III. Au moment de la mort, l’état de l’âme reste fixé pour toujours. Il n’y a ensuite aucun changement possible : le destin qui nous attend dans l’éternité est donc la conséquence de l’attitude que nous aurons prise lors de notre passage sur terre : qu’un arbre tombe au midi ou au nord, à la place où l’arbre est tombé, là il sera14. C’est pourquoi le Seigneur met si fréquemment en garde pour que nous soyons vigilants15 : la mort n’est pas la fin de l’existence, mais le début d’une nouvelle vie. Le chrétien ne peut mépriser l’existence temporelle ni la sous-estimer, car elle sert de préparation à l’existence définitive avec Dieu au Ciel. Seul celui qui devient riche devant Dieu par la sanctification de ce qui est ordinaire et la sage utilisation des biens matériels, accumule des trésors que Dieu reconnaît comme tels, et tire profit de ces jours terrestres. Le reste est un mirage : L’homme passe comme une ombre ; c’est en vain qu’il s’agite ; il amasse et il ignore qui recueillera16.

Si les biens que nous avons et que nous utilisons tendent vers la gloire de Dieu, nous saurons les utiliser avec détachement, et nous ne nous plaindrons pas s’ils viennent à manquer parfois. Leur carence, lorsque le Seigneur le permet, ne nous enlèvera pas la joie : heureux dans l’abondance comme dans la pénurie, parce que les biens ne sont pas l’objet suprême de la vie ; et nous saurons partager ce que nous possédons, que ce soit peu ou beaucoup, avec ceux qui sont dans le besoin : en créant un emploi si nous pouvons le faire, en aidant à promouvoir des œuvres de culture et de formation, en contribuant avec générosité au soutien d’œuvres d’assistance et de l’Église.

La considération de la mort enseigne aussi à bien profiter des jours, car le temps que nous avons devant nous n’est pas très long. « Mes enfants, ce monde passe très vite. Nous ne pouvons pas perdre notre temps, qui est court (…). Je comprends très bien l’exclamation adressée par saint Paul aux Corinthiens : tempus breve est ! comme notre passage sur terre dure peu de temps ! Pour un chrétien cohérent, ces paroles retentissent au plus profond du cœur comme un reproche de son manque de générosité, et comme une invitation constante à être loyal. Vraiment, notre temps est court pour aimer, pour donner, pour réparer. 17 » Allons-nous le gaspiller en laissant notre cœur s’attacher à quatre bricoles qui ne valent pas grand chose ?

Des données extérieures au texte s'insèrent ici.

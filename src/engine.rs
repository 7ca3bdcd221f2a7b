//! The playback engine.
//!
//! [`WavPlayer`] owns an output sink and a refill thread. The sink reports each consumed
//! buffer through a single-slot completion channel; the refill thread drains that channel
//! and runs the refill handler, which queues the next buffer. The foreground only ever
//! starts sessions, requests stops and waits for them to drain.

use crate::buffers::BufferPool;
use crate::config::WavPlayerConfig;
use crate::error::{Result, WavPlayerError};
use crate::playback::{PlayState, PlaybackSession};
use crate::refill::RefillContext;
use crate::sink::{CompletionNotifier, OutputSink};
use crate::state::{EngineState, lock};
use crate::wav::WavHeader;
use crossbeam_channel::{Receiver, Sender, select};
use std::path::Path;
use std::sync::{Arc, Mutex};
use std::thread::JoinHandle;

/// Streaming WAV player driving a single output sink
pub struct WavPlayer<S: OutputSink> {
    config: WavPlayerConfig,
    state: Arc<EngineState>,
    context: Arc<Mutex<RefillContext<S>>>,
    completion_sender: Sender<u64>,
    /// Kept to discard completions left over from a previous configuration
    completions: Receiver<u64>,
    /// Generation of the most recent configure attempt
    generation: u64,
    active_header: Option<WavHeader>,
    shutdown: Option<Sender<()>>,
    refill_thread: Option<JoinHandle<()>>,
}

impl<S: OutputSink> WavPlayer<S> {
    /// Create a player around `sink`. The sink stays torn down until the first `play()`.
    pub fn new(sink: S, config: WavPlayerConfig) -> Result<Self> {
        config.validate()?;

        let buffers = BufferPool::new(config.silence_buffer_len, config.stream_buffer_len);
        let state = Arc::new(EngineState::new());
        let context = Arc::new(Mutex::new(RefillContext::new(sink, buffers)));
        let (completion_sender, completions) = crossbeam_channel::bounded(1);
        let (shutdown, shutdown_receiver) = crossbeam_channel::bounded(1);

        let thread_state = state.clone();
        let thread_context = context.clone();
        let thread_completions = completions.clone();
        let refill_thread = std::thread::Builder::new()
            .name("wavstream-refill".to_string())
            .spawn(move || {
                run_refill_loop(
                    thread_context,
                    thread_state,
                    thread_completions,
                    shutdown_receiver,
                )
            })
            .map_err(|e| WavPlayerError::Engine(format!("Failed to spawn refill thread: {}", e)))?;

        log::debug!(
            "Player created: silence {} bytes, stream {} bytes, drain timeout {:?}",
            config.silence_buffer_len,
            config.stream_buffer_len,
            config.drain_timeout
        );

        Ok(Self {
            config,
            state,
            context,
            completion_sender,
            completions,
            generation: 0,
            active_header: None,
            shutdown: Some(shutdown),
            refill_thread: Some(refill_thread),
        })
    }

    /// Start streaming `name`, resolved against the configured media directory.
    ///
    /// Any session still playing is stopped and drained first. Header errors are
    /// reported before the previous session is touched.
    pub fn play(&mut self, name: impl AsRef<Path>) -> Result<()> {
        let path = self.config.resolve(name);
        if !path.is_file() {
            return Err(WavPlayerError::FileNotFound(path));
        }

        let session = PlaybackSession::open(&path)?;
        self.drain()?;
        self.start_session(session)?;

        if let Some(header) = &self.active_header {
            log::info!(
                "Playing {}: {} Hz, {} bit, {:?}, {:.2}s",
                path.display(),
                header.sample_rate,
                header.bits_per_sample,
                header.channel_layout,
                header.duration().as_secs_f64()
            );
        }
        Ok(())
    }

    /// Request a graceful stop. Does nothing unless samples are being delivered.
    pub fn stop(&self) {
        if self.state.transition(PlayState::Playing, PlayState::Flushing) {
            log::debug!("Stop requested");
        }
    }

    /// True while samples or the trailing flush silence are being delivered
    pub fn is_playing(&self) -> bool {
        self.state.is_playing()
    }

    pub fn state(&self) -> PlayState {
        self.state.get()
    }

    /// Header of the file currently being played, if any
    pub fn header(&self) -> Option<&WavHeader> {
        self.active_header.as_ref().filter(|_| self.is_playing())
    }

    pub fn config(&self) -> &WavPlayerConfig {
        &self.config
    }

    /// Stop, drain, and tear the sink down with the amplifier disabled.
    ///
    /// The sink is torn down even when the drain times out; the timeout is still
    /// reported.
    pub fn teardown(&mut self) -> Result<()> {
        self.stop();
        let drained = self.state.wait_until_settled(self.config.drain_timeout);
        self.force_idle();
        log::info!("Playback torn down");

        if drained {
            Ok(())
        } else {
            Err(WavPlayerError::DrainTimeout(self.config.drain_timeout))
        }
    }

    /// Stop whatever is playing and wait for the flush to finish.
    ///
    /// On timeout the sink is torn down anyway, so the next `play()` starts clean.
    fn drain(&mut self) -> Result<()> {
        self.stop();
        if self.state.wait_until_settled(self.config.drain_timeout) {
            return Ok(());
        }

        log::warn!(
            "Previous session still draining after {:?}, tearing the sink down",
            self.config.drain_timeout
        );
        self.force_idle();
        Err(WavPlayerError::DrainTimeout(self.config.drain_timeout))
    }

    fn force_idle(&mut self) {
        {
            let mut context = lock(&self.context);
            self.state.set(PlayState::Idle);
            context.shut_down();
        }
        self.active_header = None;
    }

    fn start_session(&mut self, session: PlaybackSession) -> Result<()> {
        let header = *session.header();
        let mut context = lock(&self.context);

        self.state.set(PlayState::Idle);
        self.active_header = None;
        context.shut_down();

        self.generation += 1;
        while self.completions.try_recv().is_ok() {}
        let notifier = CompletionNotifier::new(self.completion_sender.clone(), self.generation);

        context.start(session, notifier, self.generation, &self.state)?;
        self.active_header = Some(header);
        Ok(())
    }
}

impl<S: OutputSink> Drop for WavPlayer<S> {
    fn drop(&mut self) {
        if let Err(e) = self.teardown() {
            log::warn!("Teardown on drop: {}", e);
        }
        if let Some(shutdown) = self.shutdown.take() {
            let _ = shutdown.send(());
        }
        if let Some(handle) = self.refill_thread.take() {
            if handle.join().is_err() {
                log::error!("Refill thread panicked");
            }
        }
    }
}

fn run_refill_loop<S: OutputSink>(
    context: Arc<Mutex<RefillContext<S>>>,
    state: Arc<EngineState>,
    completions: Receiver<u64>,
    shutdown: Receiver<()>,
) {
    log::debug!("Refill thread started");
    loop {
        select! {
            recv(completions) -> message => {
                let Ok(generation) = message else { break };
                let mut context = lock(&context);
                if generation != context.generation() {
                    log::trace!("Ignoring completion from generation {}", generation);
                    continue;
                }
                context.on_buffer_consumed(&state);
            }
            recv(shutdown) -> _ => break,
        }
    }
    log::debug!("Refill thread exiting");
}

La méditation des vérités éternelles est un bon antidote au péché et une aide efficace pour donner à sa vie son vrai sens. Elle aide à faire avec soin son travail, chaque jour, à améliorer les rapports avec les autres, à accomplir ses devoirs de charité, spécialement envers les plus nécessiteux. Ce sera vraiment notre principale lettre de créance devant Dieu.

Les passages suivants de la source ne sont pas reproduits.